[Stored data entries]
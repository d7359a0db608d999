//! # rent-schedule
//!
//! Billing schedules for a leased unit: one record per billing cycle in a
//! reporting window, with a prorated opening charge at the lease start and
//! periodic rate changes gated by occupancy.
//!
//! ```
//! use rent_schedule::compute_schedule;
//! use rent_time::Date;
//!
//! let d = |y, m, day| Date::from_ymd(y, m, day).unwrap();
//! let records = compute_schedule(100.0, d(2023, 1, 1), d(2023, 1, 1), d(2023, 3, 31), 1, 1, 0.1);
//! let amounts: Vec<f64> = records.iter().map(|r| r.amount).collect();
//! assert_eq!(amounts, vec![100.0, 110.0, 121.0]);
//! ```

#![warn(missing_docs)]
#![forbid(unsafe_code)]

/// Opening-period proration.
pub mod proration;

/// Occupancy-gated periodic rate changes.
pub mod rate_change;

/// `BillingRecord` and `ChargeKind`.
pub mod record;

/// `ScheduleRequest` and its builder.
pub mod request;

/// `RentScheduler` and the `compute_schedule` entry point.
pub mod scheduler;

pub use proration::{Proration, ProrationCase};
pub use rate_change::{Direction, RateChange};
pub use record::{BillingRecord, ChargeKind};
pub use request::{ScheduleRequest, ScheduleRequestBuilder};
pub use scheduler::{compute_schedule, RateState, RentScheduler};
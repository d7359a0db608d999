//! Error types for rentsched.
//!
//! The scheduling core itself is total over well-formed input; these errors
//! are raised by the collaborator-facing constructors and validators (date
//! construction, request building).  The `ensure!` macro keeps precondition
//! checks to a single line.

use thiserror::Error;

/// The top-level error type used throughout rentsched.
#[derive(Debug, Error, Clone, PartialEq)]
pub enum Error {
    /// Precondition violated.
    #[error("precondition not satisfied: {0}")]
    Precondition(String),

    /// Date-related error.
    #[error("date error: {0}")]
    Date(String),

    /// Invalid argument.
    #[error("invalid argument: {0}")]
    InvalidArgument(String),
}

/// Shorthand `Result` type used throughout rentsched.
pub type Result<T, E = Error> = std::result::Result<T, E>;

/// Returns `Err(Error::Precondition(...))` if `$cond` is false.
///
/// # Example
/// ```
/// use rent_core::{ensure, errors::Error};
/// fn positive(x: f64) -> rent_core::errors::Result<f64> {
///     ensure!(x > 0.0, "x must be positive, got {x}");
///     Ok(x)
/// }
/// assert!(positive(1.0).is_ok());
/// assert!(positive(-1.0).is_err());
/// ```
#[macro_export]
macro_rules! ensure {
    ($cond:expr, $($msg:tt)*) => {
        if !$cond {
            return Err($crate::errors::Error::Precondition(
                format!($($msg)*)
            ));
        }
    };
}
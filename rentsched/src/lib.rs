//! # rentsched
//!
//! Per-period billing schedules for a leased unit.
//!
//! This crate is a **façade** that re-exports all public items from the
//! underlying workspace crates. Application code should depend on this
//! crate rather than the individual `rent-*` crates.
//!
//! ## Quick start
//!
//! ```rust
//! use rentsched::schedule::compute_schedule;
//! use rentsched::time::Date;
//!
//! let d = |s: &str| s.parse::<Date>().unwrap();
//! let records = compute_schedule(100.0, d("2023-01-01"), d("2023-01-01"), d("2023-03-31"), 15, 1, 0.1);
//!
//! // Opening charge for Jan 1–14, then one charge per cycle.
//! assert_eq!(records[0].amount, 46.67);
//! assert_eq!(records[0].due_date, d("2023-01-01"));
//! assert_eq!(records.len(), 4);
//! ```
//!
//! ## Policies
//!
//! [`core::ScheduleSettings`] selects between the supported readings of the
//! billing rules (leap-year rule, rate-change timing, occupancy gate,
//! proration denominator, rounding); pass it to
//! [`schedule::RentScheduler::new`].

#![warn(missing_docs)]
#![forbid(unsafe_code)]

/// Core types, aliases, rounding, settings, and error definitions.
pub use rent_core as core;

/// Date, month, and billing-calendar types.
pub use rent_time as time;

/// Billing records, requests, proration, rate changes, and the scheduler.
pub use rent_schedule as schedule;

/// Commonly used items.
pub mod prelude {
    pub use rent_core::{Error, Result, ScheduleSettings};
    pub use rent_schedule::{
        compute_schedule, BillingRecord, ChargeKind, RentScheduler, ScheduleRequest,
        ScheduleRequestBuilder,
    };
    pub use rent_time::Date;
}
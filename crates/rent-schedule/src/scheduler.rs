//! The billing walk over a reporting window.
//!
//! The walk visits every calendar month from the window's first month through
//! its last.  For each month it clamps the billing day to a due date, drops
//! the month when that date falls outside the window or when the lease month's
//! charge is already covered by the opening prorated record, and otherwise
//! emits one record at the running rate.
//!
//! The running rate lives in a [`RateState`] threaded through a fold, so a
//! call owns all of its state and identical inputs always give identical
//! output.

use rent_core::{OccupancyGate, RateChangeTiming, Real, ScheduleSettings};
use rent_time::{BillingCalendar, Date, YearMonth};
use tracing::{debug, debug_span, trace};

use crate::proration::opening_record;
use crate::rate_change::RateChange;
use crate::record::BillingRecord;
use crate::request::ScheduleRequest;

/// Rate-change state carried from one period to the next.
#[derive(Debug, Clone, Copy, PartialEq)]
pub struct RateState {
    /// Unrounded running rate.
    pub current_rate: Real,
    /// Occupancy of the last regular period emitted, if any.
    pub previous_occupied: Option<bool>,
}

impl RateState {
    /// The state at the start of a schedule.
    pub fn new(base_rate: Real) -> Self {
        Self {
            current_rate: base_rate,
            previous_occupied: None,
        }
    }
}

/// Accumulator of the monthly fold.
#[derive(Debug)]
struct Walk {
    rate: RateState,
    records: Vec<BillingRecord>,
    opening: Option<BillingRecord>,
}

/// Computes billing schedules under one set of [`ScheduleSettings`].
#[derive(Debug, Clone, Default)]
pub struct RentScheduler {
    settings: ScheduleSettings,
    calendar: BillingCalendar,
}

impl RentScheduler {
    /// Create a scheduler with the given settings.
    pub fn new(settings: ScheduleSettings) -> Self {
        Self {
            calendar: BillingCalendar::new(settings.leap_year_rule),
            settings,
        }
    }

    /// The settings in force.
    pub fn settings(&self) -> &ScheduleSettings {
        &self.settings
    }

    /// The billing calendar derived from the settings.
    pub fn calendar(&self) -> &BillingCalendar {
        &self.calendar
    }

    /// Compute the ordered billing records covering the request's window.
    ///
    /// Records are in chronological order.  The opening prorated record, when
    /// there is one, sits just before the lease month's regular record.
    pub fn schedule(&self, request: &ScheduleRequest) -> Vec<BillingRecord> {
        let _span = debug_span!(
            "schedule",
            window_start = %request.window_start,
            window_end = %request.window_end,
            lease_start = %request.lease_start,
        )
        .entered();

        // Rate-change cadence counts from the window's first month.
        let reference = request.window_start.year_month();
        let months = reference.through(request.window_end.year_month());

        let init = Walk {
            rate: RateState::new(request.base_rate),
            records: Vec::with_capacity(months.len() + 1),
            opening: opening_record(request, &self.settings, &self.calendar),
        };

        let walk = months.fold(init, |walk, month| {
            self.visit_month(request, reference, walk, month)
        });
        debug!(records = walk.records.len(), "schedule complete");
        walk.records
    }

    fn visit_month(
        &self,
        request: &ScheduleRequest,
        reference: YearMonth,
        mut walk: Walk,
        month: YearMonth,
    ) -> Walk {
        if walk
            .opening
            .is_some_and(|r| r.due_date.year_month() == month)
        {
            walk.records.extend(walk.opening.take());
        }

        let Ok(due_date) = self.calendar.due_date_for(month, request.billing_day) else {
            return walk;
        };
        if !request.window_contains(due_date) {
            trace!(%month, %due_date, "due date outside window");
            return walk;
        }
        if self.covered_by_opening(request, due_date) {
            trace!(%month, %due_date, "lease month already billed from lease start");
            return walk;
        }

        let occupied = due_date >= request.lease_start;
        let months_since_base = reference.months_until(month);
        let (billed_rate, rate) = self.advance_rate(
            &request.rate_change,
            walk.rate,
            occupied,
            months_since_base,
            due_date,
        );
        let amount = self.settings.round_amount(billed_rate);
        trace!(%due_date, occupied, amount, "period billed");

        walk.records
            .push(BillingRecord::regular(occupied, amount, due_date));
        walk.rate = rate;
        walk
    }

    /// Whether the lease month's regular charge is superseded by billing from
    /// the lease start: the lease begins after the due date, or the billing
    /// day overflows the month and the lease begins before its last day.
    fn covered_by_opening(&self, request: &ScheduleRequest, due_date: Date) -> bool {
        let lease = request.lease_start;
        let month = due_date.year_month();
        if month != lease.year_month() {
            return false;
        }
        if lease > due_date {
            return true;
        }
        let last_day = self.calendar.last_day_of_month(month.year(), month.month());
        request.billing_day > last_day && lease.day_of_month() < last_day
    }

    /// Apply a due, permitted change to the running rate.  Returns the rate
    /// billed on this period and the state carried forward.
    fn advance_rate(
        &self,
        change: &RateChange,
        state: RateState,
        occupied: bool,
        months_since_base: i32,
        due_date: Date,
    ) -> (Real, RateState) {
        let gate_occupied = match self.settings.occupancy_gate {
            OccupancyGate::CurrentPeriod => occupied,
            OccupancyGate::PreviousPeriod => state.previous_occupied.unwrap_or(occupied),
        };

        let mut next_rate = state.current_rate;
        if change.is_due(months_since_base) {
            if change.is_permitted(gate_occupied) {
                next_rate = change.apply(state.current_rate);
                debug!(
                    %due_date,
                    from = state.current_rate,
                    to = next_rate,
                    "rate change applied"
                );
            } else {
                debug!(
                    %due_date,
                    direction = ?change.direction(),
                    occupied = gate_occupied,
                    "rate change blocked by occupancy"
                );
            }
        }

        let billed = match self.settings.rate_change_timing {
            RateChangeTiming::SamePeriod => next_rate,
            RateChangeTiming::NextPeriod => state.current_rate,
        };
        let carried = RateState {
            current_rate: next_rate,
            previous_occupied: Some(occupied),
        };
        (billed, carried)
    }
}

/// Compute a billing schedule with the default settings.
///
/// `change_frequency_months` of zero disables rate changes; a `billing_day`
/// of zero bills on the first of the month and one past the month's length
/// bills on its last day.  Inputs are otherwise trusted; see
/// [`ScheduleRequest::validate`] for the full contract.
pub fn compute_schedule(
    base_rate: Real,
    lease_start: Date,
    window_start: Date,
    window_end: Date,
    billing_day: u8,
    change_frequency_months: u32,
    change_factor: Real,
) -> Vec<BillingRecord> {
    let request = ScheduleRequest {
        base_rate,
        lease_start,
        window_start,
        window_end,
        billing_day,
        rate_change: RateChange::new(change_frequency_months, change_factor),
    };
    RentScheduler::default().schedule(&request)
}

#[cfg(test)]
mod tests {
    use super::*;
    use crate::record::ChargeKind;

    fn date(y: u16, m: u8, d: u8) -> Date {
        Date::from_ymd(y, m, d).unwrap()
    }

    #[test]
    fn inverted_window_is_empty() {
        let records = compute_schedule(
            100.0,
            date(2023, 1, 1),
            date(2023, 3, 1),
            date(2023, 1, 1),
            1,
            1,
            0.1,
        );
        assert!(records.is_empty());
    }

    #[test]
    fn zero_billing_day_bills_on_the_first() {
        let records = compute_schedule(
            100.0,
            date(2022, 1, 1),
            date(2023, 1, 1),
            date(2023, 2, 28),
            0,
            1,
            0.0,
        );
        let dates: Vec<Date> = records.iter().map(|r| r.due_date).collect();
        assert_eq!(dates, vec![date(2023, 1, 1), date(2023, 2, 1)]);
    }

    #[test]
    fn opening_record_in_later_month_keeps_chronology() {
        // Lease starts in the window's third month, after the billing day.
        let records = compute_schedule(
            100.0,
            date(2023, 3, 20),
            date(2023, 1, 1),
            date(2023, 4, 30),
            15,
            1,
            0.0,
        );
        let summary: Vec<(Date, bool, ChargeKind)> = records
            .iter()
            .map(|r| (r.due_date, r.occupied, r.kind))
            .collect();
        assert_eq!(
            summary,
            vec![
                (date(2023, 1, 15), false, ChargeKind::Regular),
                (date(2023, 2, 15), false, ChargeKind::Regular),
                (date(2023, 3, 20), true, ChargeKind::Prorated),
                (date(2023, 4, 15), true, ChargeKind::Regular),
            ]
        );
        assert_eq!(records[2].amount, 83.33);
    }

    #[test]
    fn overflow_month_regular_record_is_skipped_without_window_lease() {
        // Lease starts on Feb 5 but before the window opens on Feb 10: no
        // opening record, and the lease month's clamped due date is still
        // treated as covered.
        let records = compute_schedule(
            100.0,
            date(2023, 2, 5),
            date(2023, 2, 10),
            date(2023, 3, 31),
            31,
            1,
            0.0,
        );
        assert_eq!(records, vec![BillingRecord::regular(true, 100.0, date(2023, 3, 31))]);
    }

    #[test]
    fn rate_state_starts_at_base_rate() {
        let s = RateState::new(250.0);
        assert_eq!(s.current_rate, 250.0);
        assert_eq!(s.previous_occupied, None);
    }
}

**Problem to work on:**
Look back at the entries above and repeat, unchanged, every line from the line holding "a single line." through the line holding "readings of the".

**Task response:**
//! checks to a single line.

use thiserror::Error;

/// The top-level error type used throughout rentsched.
#[derive(Debug, Error, Clone, PartialEq)]
pub enum Error {
    /// Precondition violated.
    #[error("precondition not satisfied: {0}")]
    Precondition(String),

    /// Date-related error.
    #[error("date error: {0}")]
    Date(String),

    /// Invalid argument.
    #[error("invalid argument: {0}")]
    InvalidArgument(String),
}

/// Shorthand `Result` type used throughout rentsched.
pub type Result<T, E = Error> = std::result::Result<T, E>;

/// Returns `Err(Error::Precondition(...))` if `$cond` is false.
///
/// # Example
/// ```
/// use rent_core::{ensure, errors::Error};
/// fn positive(x: f64) -> rent_core::errors::Result<f64> {
///     ensure!(x > 0.0, "x must be positive, got {x}");
///     Ok(x)
/// }
/// assert!(positive(1.0).is_ok());
/// assert!(positive(-1.0).is_err());
/// ```
#[macro_export]
macro_rules! ensure {
    ($cond:expr, $($msg:tt)*) => {
        if !$cond {
            return Err($crate::errors::Error::Precondition(
                format!($($msg)*)
            ));
        }
    };
}
filename rentsched/src/lib.rs
//! # rentsched
//!
//! Per-period billing schedules for a leased unit.
//!
//! This crate is a **façade** that re-exports all public items from the
//! underlying workspace crates. Application code should depend on this
//! crate rather than the individual `rent-*` crates.
//!
//! ## Quick start
//!
//! ```rust
//! use rentsched::schedule::compute_schedule;
//! use rentsched::time::Date;
//!
//! let d = |s: &str| s.parse::<Date>().unwrap();
//! let records = compute_schedule(100.0, d("2023-01-01"), d("2023-01-01"), d("2023-03-31"), 15, 1, 0.1);
//!
//! // Opening charge for Jan 1–14, then one charge per cycle.
//! assert_eq!(records[0].amount, 46.67);
//! assert_eq!(records[0].due_date, d("2023-01-01"));
//! assert_eq!(records.len(), 4);
//! ```
//!
//! ## Policies
//!
//! [`core::ScheduleSettings`] selects between the supported readings of the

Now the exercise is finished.